# Looking for a spindle adapter



## Texatdurango (May 31, 2008)

I have a Grizzly G4000 that has 39mm x 4mm threads on the headstock spindle.  I also have several tools and chucks with 1" x 8tpi threads and have searched high and low and no one has an adapter.  Lots of 33mm x 3.5mm adapters but no 39mm!  

My question, does anone have any idea who might carry a 39mm x 4mm to 1" x 8tpi adapter?  Grizzly is closed 'till monday, MSC is offline, KBC, Little Machine Shop have nothing and my Google searches are coming up empty handed.

If I can't find one, I think my only solution would be to insert a mt-3 spindle with a 1" x 8 tpi end and use a drawbar to hold it in.


----------



## randyrls (May 31, 2008)

> _Originally posted by Texatdurango_
> 
> I have a Grizzly G4000 that has 39mm x 4mm threads on the headstock spindle.  I also have several tools and chucks with 1" x 8tpi threads and have searched high and low and no one has an adapter.  Lots of 33mm x 3.5mm adapters but no 39mm!
> 
> If I can't find one, I think my only solution would be to insert a mt-3 spindle with a 1" x 8 tpi end and use a drawbar to hold it in.


I wanted to find something line this to use my Oneway 4 jaw self-centering chuck on my G4000, but have been unable to find one.  Internal threading a 39 x 4mm is a bit beyond my comfort level.

If anyone knows where these can be have, please pipe up!

Tex;  LMS sells an MT3 taper with a blank end on it.  The end is 1.5" x 1.5".  You should be able to turn it down and put whatever thread on it that you want.  The part below takes a 3/8 x 16 drawbar. A long bolt with 2 or 3 finder washers works well.


http://www.littlemachineshop.com/products/product_view.php?ProductID=2393&category=10


----------



## Randy_ (Jun 3, 2008)

Why don't you see if johnnycnc could make one for you?


----------



## woody0207 (Jun 3, 2008)

If you can't find one that is in stock and if johnycnc is not available, the following is a source for a custom adapter. I had one made for an old Delta lathe with nonstandard threads. Cost was $50 and the end product exceeded my expectations. The gentleman's name who did the work was Cy.
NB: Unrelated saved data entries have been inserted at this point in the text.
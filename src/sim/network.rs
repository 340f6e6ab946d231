use log::{debug, error, info};
use serde::Serialize;
use std::collections::VecDeque;
use uuid::Uuid;

use super::SimConfig;
use crate::blockchain::{Block, ChainState};
use crate::error::{ConfigError, PolicyError};
use crate::policy::{Policy, PolicyKind};

/// Per-node counters kept by the runtime.
#[derive(Debug, Clone, Copy, Default, Serialize)]
pub struct NodeStats {
    pub mined: u64,
    pub received: u64,
    pub relayed: u64,
}

/// A block in flight to one node.
#[derive(Debug, Clone)]
struct Envelope {
    block: Block,
    sender: String,
    from: usize,
}

/// A block to fan out to every node except `from` (and `skip`, if set).
#[derive(Debug, Clone)]
struct Broadcast {
    block: Block,
    from: usize,
    skip: Option<usize>,
}

/// One participant: its policy, its inbox and its counters.
pub struct Node {
    policy: Box<dyn Policy>,
    inbox: VecDeque<Envelope>,
    stats: NodeStats,
    halted: Option<PolicyError>,
}

impl Node {
    fn new(policy: Box<dyn Policy>) -> Self {
        Self {
            policy,
            inbox: VecDeque::new(),
            stats: NodeStats::default(),
            halted: None,
        }
    }

    pub fn id(&self) -> &str {
        self.policy.node_id()
    }

    pub fn kind(&self) -> PolicyKind {
        self.policy.kind()
    }

    pub fn policy(&self) -> &dyn Policy {
        &*self.policy
    }

    /// The node's chain state, if one was bound.
    pub fn chain(&self) -> Option<&ChainState> {
        self.policy.context().chain().ok()
    }

    pub fn stats(&self) -> NodeStats {
        self.stats
    }

    pub fn halted(&self) -> Option<&PolicyError> {
        self.halted.as_ref()
    }

    pub fn is_halted(&self) -> bool {
        self.halted.is_some()
    }

    fn halt(&mut self, err: PolicyError) {
        error!("{} halted: {}", self.id(), err);
        self.inbox.clear();
        self.halted = Some(err);
    }

    /// Ask the policy whether to mine; if so, build on its chosen parent and
    /// insert the block locally.
    fn try_mine(&mut self, tick: u64) -> Result<Option<Block>, PolicyError> {
        if !self.policy.should_mine_block()? {
            return Ok(None);
        }
        let parent_hash = self.policy.choose_parent_block()?;
        let node_id = self.policy.node_id().to_string();

        let chain = self.policy.context_mut().chain_mut()?;
        let Some(parent) = chain.get(&parent_hash) else {
            return Err(PolicyError::InvalidParentChoice {
                node_id,
                parent_hash,
            });
        };
        let block = Block::new(parent, &node_id, tick, String::new());
        chain.add_block(block.clone());
        self.stats.mined += 1;

        info!(
            "{} mined {} at height {} (hash={})",
            node_id, block.block_id, block.height, block.hash
        );
        Ok(Some(block))
    }
}

/// Discrete-tick driver for a set of nodes.
///
/// Each tick runs two phases: every live node is asked whether to mine,
/// then every live node drains the blocks sent to it during earlier ticks.
/// Anything sent during tick `t` is delivered during tick `t + 1`.
pub struct Simulation {
    run_id: String,
    tick: u64,
    nodes: Vec<Node>,
    total_mined: u64,
}

impl Simulation {
    /// Build `node-0..node-N` from the configured kinds, each bound to a
    /// fresh genesis-only chain state.
    pub fn new(config: &SimConfig) -> Result<Self, ConfigError> {
        config.policy.validate()?;
        if config.nodes.is_empty() {
            return Err(ConfigError::Invalid("at least one node is required".into()));
        }

        let policies = config
            .nodes
            .iter()
            .enumerate()
            .map(|(i, kind)| {
                let mut policy = kind.build(&format!("node-{i}"), &config.policy);
                policy.bind(ChainState::new());
                policy
            })
            .collect();
        Ok(Self::from_policies(policies))
    }

    /// Drive already constructed policies. Binding is left to the caller.
    pub fn from_policies(policies: Vec<Box<dyn Policy>>) -> Self {
        let run_id = Uuid::new_v4().to_string();
        info!("simulation {} starting with {} nodes", run_id, policies.len());
        Self {
            run_id,
            tick: 0,
            nodes: policies.into_iter().map(Node::new).collect(),
            total_mined: 0,
        }
    }

    pub fn run(&mut self, ticks: u64) {
        for _ in 0..ticks {
            self.step();
        }
        info!(
            "simulation {} reached tick {} ({} blocks mined)",
            self.run_id, self.tick, self.total_mined
        );
    }

    pub fn step(&mut self) {
        let tick = self.tick;
        let mut outbound: Vec<Broadcast> = Vec::new();

        // Phase 1: mining decisions.
        for (idx, node) in self.nodes.iter_mut().enumerate() {
            if node.is_halted() {
                continue;
            }
            node.policy.set_tick(tick);
            match node.try_mine(tick) {
                Ok(Some(block)) => {
                    self.total_mined += 1;
                    outbound.push(Broadcast {
                        block,
                        from: idx,
                        skip: None,
                    });
                }
                Ok(None) => {}
                Err(err) => node.halt(err),
            }
        }

        // Phase 2: deliveries and relay decisions.
        for (idx, node) in self.nodes.iter_mut().enumerate() {
            if node.is_halted() {
                continue;
            }
            while let Some(envelope) = node.inbox.pop_front() {
                node.stats.received += 1;
                match node
                    .policy
                    .on_block_received(&envelope.block, &envelope.sender)
                {
                    Ok(true) => {
                        node.stats.relayed += 1;
                        outbound.push(Broadcast {
                            block: envelope.block,
                            from: idx,
                            skip: Some(envelope.from),
                        });
                    }
                    Ok(false) => {}
                    Err(err) => {
                        node.halt(err);
                        break;
                    }
                }
            }
        }

        self.dispatch(outbound);
        self.tick += 1;
    }

    fn dispatch(&mut self, outbound: Vec<Broadcast>) {
        for broadcast in outbound {
            let sender = self.nodes[broadcast.from].id().to_string();
            let mut fanout = 0usize;
            for (idx, node) in self.nodes.iter_mut().enumerate() {
                if idx == broadcast.from || Some(idx) == broadcast.skip || node.is_halted() {
                    continue;
                }
                node.inbox.push_back(Envelope {
                    block: broadcast.block.clone(),
                    sender: sender.clone(),
                    from: broadcast.from,
                });
                fanout += 1;
            }
            debug!(
                "{} -> {} peers: {}",
                sender, fanout, broadcast.block.block_id
            );
        }
    }

    pub fn run_id(&self) -> &str {
        &self.run_id
    }

    /// Number of ticks completed so far.
    pub fn tick(&self) -> u64 {
        self.tick
    }

    pub fn total_mined(&self) -> u64 {
        self.total_mined
    }

    pub fn nodes(&self) -> &[Node] {
        &self.nodes
    }

    pub fn node(&self, node_id: &str) -> Option<&Node> {
        self.nodes.iter().find(|n| n.id() == node_id)
    }
}

#[cfg(test)]
mod tests {
    use super::*;
    use crate::policy::{GreedyPolicy, PolicyConfig, PolicyContext};

    fn config(nodes: &[PolicyKind]) -> SimConfig {
        SimConfig {
            nodes: nodes.to_vec(),
            ..SimConfig::default()
        }
    }

    /// Always builds on a block nobody has.
    struct RoguePolicy {
        ctx: PolicyContext,
    }

    impl Policy for RoguePolicy {
        fn kind(&self) -> PolicyKind {
            PolicyKind::Greedy
        }
        fn context(&self) -> &PolicyContext {
            &self.ctx
        }
        fn context_mut(&mut self) -> &mut PolicyContext {
            &mut self.ctx
        }
        fn should_mine_block(&mut self) -> Result<bool, PolicyError> {
            Ok(self.ctx.current_tick() == 3)
        }
        fn on_block_received(&mut self, _: &Block, _: &str) -> Result<bool, PolicyError> {
            Ok(false)
        }
        fn choose_parent_block(&mut self) -> Result<String, PolicyError> {
            Ok("no-such-block".into())
        }
    }

    #[test]
    fn greedy_network_stays_consistent() {
        let mut sim = Simulation::new(&config(&[PolicyKind::Greedy; 3])).unwrap();
        sim.run(20);

        assert_eq!(sim.tick(), 20);
        assert_eq!(sim.total_mined(), 60);
        for node in sim.nodes() {
            let chain = node.chain().unwrap();
            assert!(chain.is_consistent());
            assert_eq!(node.stats().mined, 20);
            // Everything except the last tick's broadcasts has arrived.
            assert_eq!(chain.len(), 1 + 20 + 2 * 19);
        }
    }

    #[test]
    fn blocks_propagate_to_silent_nodes() {
        let mut sim =
            Simulation::new(&config(&[PolicyKind::Interval, PolicyKind::Conservative])).unwrap();
        sim.run(12);

        // node-0 mined at tick 10; node-1 received it at tick 11.
        let conservative = sim.node("node-1").unwrap();
        assert_eq!(conservative.stats().received, 1);
        assert_eq!(conservative.stats().relayed, 0);
        let interval_head = &sim.node("node-0").unwrap().chain().unwrap().get_head().hash;
        assert!(conservative.chain().unwrap().contains(interval_head));
    }

    #[test]
    fn seeded_runs_are_reproducible() {
        let mut cfg = config(&[PolicyKind::Lag, PolicyKind::Lag, PolicyKind::Adaptive]);
        cfg.policy.seed = 7;

        let heads = |cfg: &SimConfig| {
            let mut sim = Simulation::new(cfg).unwrap();
            sim.run(60);
            let heads: Vec<String> = sim
                .nodes()
                .iter()
                .map(|n| n.chain().unwrap().get_head().hash.clone())
                .collect();
            (sim.total_mined(), heads)
        };
        assert_eq!(heads(&cfg), heads(&cfg));
    }

    #[test]
    fn unbound_node_halts_alone() {
        let cfg = PolicyConfig::default();
        let mut bound = GreedyPolicy::new("node-0", &cfg);
        bound.bind(ChainState::new());
        let unbound = GreedyPolicy::new("node-1", &cfg);

        let policies: Vec<Box<dyn Policy>> = vec![Box::new(bound), Box::new(unbound)];
        let mut sim = Simulation::from_policies(policies);
        sim.run(5);

        let halted = sim.node("node-1").unwrap();
        assert_eq!(
            halted.halted(),
            Some(&PolicyError::UnboundState {
                node_id: "node-1".into()
            })
        );
        let live = sim.node("node-0").unwrap();
        assert!(!live.is_halted());
        assert_eq!(live.stats().mined, 5);
    }

    #[test]
    fn invalid_parent_halts_only_that_node() {
        let mut rogue = RoguePolicy {
            ctx: PolicyContext::new("node-1", 10),
        };
        rogue.bind(ChainState::new());
        let mut honest = GreedyPolicy::new("node-0", &PolicyConfig::default());
        honest.bind(ChainState::new());

        let policies: Vec<Box<dyn Policy>> = vec![Box::new(honest), Box::new(rogue)];
        let mut sim = Simulation::from_policies(policies);
        sim.run(6);

        assert!(matches!(
            sim.node("node-1").unwrap().halted(),
            Some(PolicyError::InvalidParentChoice { .. })
        ));
        assert_eq!(sim.node("node-1").unwrap().stats().mined, 0);
        assert_eq!(sim.node("node-0").unwrap().stats().mined, 6);
        assert_eq!(sim.total_mined(), 6);
    }
}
http://woodenpost.com/products/change_spindle_size_on_lathe.htm


----------



## Rifleman1776 (Jun 5, 2008)

PSI carries a lot of adapters. Amazon often also has them at lower prices. One of the higher end woodturning catalogs has a big selection of adapters. I do recall they were quite expensive, like $40.00 to $60.00. Downside, I can't recall the name of the supplier. Will post if it comes to me. Keep searching.


----------



## Chuck Key (Jun 5, 2008)

Maybe http://bestwoodtools.com/ under Woodturning Tools and Accessories then about half way down the page.  Pick up a PenPal while you are at it.

The page says:

Special thread sizes available on request. Please call us at 931-788-0429 for a quotation.

Chuckie


----------



## Texatdurango (Jun 5, 2008)

> _Originally posted by Chuck Key_
> 
> Maybe http://bestwoodtools.com/ under Woodturning Tools and Accessories then about half way down the page.  Pick up a PenPal while you are at it.
> 
> ...


Well it's getting ugly!  It appears that no one is going to have this particular adapter.  

I called bestwoodtools Monday and they returned my call Tuesday giving me a quote of $170!  So much for that!  I also got with JohnnyCNC last week and he said he would entertain the notion of making a few if I could get a few other takers from various metal lathe sites I belong to but so far I see no other interest, just talk.

That said, I think I will revert to plan B.  I ordered an MT3 collet chuck and draw bar so at least I can use all my collets to hold various size blanks for working on nibs and other tiny pen parts.

John, look closely at the photo below and see if you can find the penpal!  I bought this last year and use it to mark every pen I make.  It and my spring loaded center punch get a lot of use when making pens.


----------



## Chuck Key (Jun 5, 2008)

Yes, I see it and I really like the hook with all the clamps just above it


----------